“George Wilkins,” Lucas said.
“Sir,” George said.
“Find the pine-knot and light it again.” George did so; once more the red glare streamed and stank away in thick smoke, upward against the August stars of more than midnight. Lucas put the divining machine down and took the torch. “Grab holt of that thing,” he said. “I got to find it now.”

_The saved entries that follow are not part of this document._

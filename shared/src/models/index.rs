//! Spectral index models

use chrono::{DateTime, Utc};
use serde::{Deserialize, Serialize};

use super::band::SpectralBand;

/// Supported spectral indices
#[derive(Debug, Clone, Copy, Serialize, Deserialize, PartialEq, Eq, Hash)]
#[serde(rename_all = "lowercase")]
pub enum IndexKind {
    /// Normalized Difference Vegetation Index
    Ndvi,
    /// Normalized Difference Water Index (McFeeters)
    Ndwi,
    /// Soil Adjusted Vegetation Index
    Savi,
    /// Enhanced Vegetation Index
    Evi,
}

impl IndexKind {
    /// Bands a sample must carry for this index to be computable
    pub fn required_bands(&self) -> &'static [SpectralBand] {
        match self {
            IndexKind::Ndvi => &[SpectralBand::B08, SpectralBand::B04],
            IndexKind::Ndwi => &[SpectralBand::B03, SpectralBand::B08],
            IndexKind::Savi => &[SpectralBand::B08, SpectralBand::B04],
            IndexKind::Evi => &[SpectralBand::B08, SpectralBand::B04, SpectralBand::B02],
        }
    }

    /// Numeric range the index value is clamped to
    pub fn value_range(&self) -> (f64, f64) {
        match self {
            IndexKind::Ndvi | IndexKind::Ndwi | IndexKind::Savi => (-1.0, 1.0),
            IndexKind::Evi => (-1.0, 3.0),
        }
    }
}

impl std::fmt::Display for IndexKind {
    fn fmt(&self, f: &mut std::fmt::Formatter<'_>) -> std::fmt::Result {
        match self {
            IndexKind::Ndvi => write!(f, "NDVI"),
            IndexKind::Ndwi => write!(f, "NDWI"),
            IndexKind::Savi => write!(f, "SAVI"),
            IndexKind::Evi => write!(f, "EVI"),
        }
    }
}

/// A computed index value for one sample.
///
/// Never mutated after creation; classification and trend results are
/// derived from it on demand.
#[derive(Debug, Clone, Copy, Serialize, Deserialize, PartialEq)]
pub struct IndexValue {
    pub kind: IndexKind,
    pub value: f64,
    pub timestamp: DateTime<Utc>,
    /// True when the value was clamped to its range or the denominator
    /// collapsed to (near) zero
    pub saturated: bool,
}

But when day broke they had not found it. The torch paled in the wan, dew-heavy light. The salesman was asleep on the wet ground now, drawn into a ball against the dawn’s wet chill, unshaven, the dashing city hat crumpled beneath his cheek, his necktie wrenched sideways in the collar of his soiled white shirt, his muddy trousers rolled to his knees, the brightly-polished shoes of yesterday now two shapeless lumps of caked mud. When they waked him at last he sat up cursing. But he knew at once where he was and why. “All right now,” he said. “If that mule moves one foot from that cottonhouse where we left her, I’m going to get the sheriff.”
“I just want one more night,” Lucas said. “That money is here.”
“Take one more,” the salesman said. “Take a hundred. Spend the rest of your life here if you want to. Just tell me first what about that fellow that claims he owns that mule?”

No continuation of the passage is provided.